» **WHAT IS NEEDED**: Please copy each line in the records below that contains the string "MigrateFn".
*** Opening GIVEN DATA ***
use std::time::Duration;

use serde::{Deserialize, Serialize};

use super::defaults;

/// Offline queue and form-progress configuration.
#[derive(Debug, Clone, Serialize, Deserialize)]
#[serde(default)]
pub struct OfflineConfig {
    /// Store namespace holding the queue (one namespace per domain).
    pub namespace: String,
    /// Key of the persisted queue list inside `namespace`.
    pub queue_key: String,
    /// Queued items older than this are dropped on load.
    pub retention_secs: u64,
    /// Namespace for in-progress form drafts.
    pub form_namespace: String,
    /// Retention of form drafts.
    pub form_retention_secs: u64,
    /// Sync automatically on offline -> online transitions.
    pub auto_sync: bool,
}

impl OfflineConfig {
    pub fn retention(&self) -> Duration {
        Duration::from_secs(self.retention_secs)
    }

    pub fn form_retention(&self) -> Duration {
        Duration::from_secs(self.form_retention_secs)
    }
}

impl Default for OfflineConfig {
    fn default() -> Self {
        Self {
            namespace: defaults::DEFAULT_QUEUE_NAMESPACE.to_string(),
            queue_key: defaults::DEFAULT_QUEUE_KEY.to_string(),
            retention_secs: defaults::DEFAULT_QUEUE_RETENTION_SECS,
            form_namespace: defaults::DEFAULT_FORM_NAMESPACE.to_string(),
            form_retention_secs: defaults::DEFAULT_FORM_RETENTION_SECS,
            auto_sync: defaults::DEFAULT_AUTO_SYNC,
        }
    }
}
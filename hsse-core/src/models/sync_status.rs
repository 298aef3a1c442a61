use std::fmt;

use serde::{Deserialize, Serialize};

/// Delivery status of a queued mutation.
///
/// Legal transitions: `Pending -> Syncing`, `Syncing -> Synced`,
/// `Syncing -> Failed`, `Failed -> Syncing`. Nothing leaves `Synced`.
#[derive(Debug, Clone, Copy, PartialEq, Eq, Hash, Serialize, Deserialize)]
#[serde(rename_all = "snake_case")]
pub enum SyncStatus {
    Pending,
    Syncing,
    Synced,
    Failed,
}

impl SyncStatus {
    pub fn can_transition_to(self, next: SyncStatus) -> bool {
        matches!(
            (self, next),
            (SyncStatus::Pending, SyncStatus::Syncing)
                | (SyncStatus::Syncing, SyncStatus::Synced)
                | (SyncStatus::Syncing, SyncStatus::Failed)
                | (SyncStatus::Failed, SyncStatus::Syncing)
        )
    }

    /// Counted in the active/pending view.
    pub fn is_active(self) -> bool {
        self != SyncStatus::Synced
    }

    /// Eligible for a new delivery attempt.
    pub fn is_deliverable(self) -> bool {
        matches!(self, SyncStatus::Pending | SyncStatus::Failed)
    }

    pub fn as_str(self) -> &'static str {
        match self {
            SyncStatus::Pending => "pending",
            SyncStatus::Syncing => "syncing",
            SyncStatus::Synced => "synced",
            SyncStatus::Failed => "failed",
        }
    }
}

impl fmt::Display for SyncStatus {
    fn fmt(&self, f: &mut fmt::Formatter<'_>) -> fmt::Result {
        f.write_str(self.as_str())
    }
}
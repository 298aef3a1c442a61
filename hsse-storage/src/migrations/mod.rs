//! Versioned schema migrations, tracked in `schema_version`.

mod v001_kv_entries;
mod v002_expiry_index;

use rusqlite::Connection;

use hsse_core::errors::{HsseResult, StorageError};

use crate::to_storage_err;

type MigrateFn = fn(&Connection) -> HsseResult<()>;

const MIGRATIONS: &[(u32, &str, MigrateFn)] = &[
    (1, "kv_entries", v001_kv_entries::migrate),
    (2, "expiry_index", v002_expiry_index::migrate),
];

/// Highest schema version this build knows about.
pub const LATEST_VERSION: u32 = 2;

/// Apply every migration newer than the recorded version, each in its own
/// transaction. Returns the resulting schema version.
pub fn run_migrations(conn: &Connection) -> HsseResult<u32> {
    conn.execute_batch(
        "
        CREATE TABLE IF NOT EXISTS schema_version (
            version     INTEGER PRIMARY KEY,
            name        TEXT NOT NULL,
            applied_at  TEXT NOT NULL DEFAULT (strftime('%Y-%m-%dT%H:%M:%fZ', 'now'))
        );
        ",
    )
    .map_err(|e| to_storage_err(e.to_string()))?;

    let mut version = current_version(conn)?;
    for &(target, name, migrate) in MIGRATIONS {
        if target <= version {
            continue;
        }
        let failed = |reason: String| StorageError::MigrationFailed {
            version: target,
            reason,
        };
        let tx = conn
            .unchecked_transaction()
            .map_err(|e| failed(e.to_string()))?;
        migrate(&tx).map_err(|e| failed(e.to_string()))?;
        tx.execute(
            "INSERT INTO schema_version (version, name) VALUES (?1, ?2)",
            rusqlite::params![target, name],
        )
        .map_err(|e| failed(e.to_string()))?;
        tx.commit().map_err(|e| failed(e.to_string()))?;
        tracing::debug!(version = target, name, "storage: applied migration");
        version = target;
    }
    Ok(version)
}

/// Highest applied migration, 0 for a fresh database.
pub fn current_version(conn: &Connection) -> HsseResult<u32> {
    conn.query_row(
        "SELECT COALESCE(MAX(version), 0) FROM schema_version",
        [],
        |row| row.get(0),
    )
    .map_err(|e| to_storage_err(e.to_string()))
}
*** Closing GIVEN DATA ***
» **YOUR SOLUTION**:
type MigrateFn = fn(&Connection) -> HsseResult<()>;
const MIGRATIONS: &[(u32, &str, MigrateFn)] = &[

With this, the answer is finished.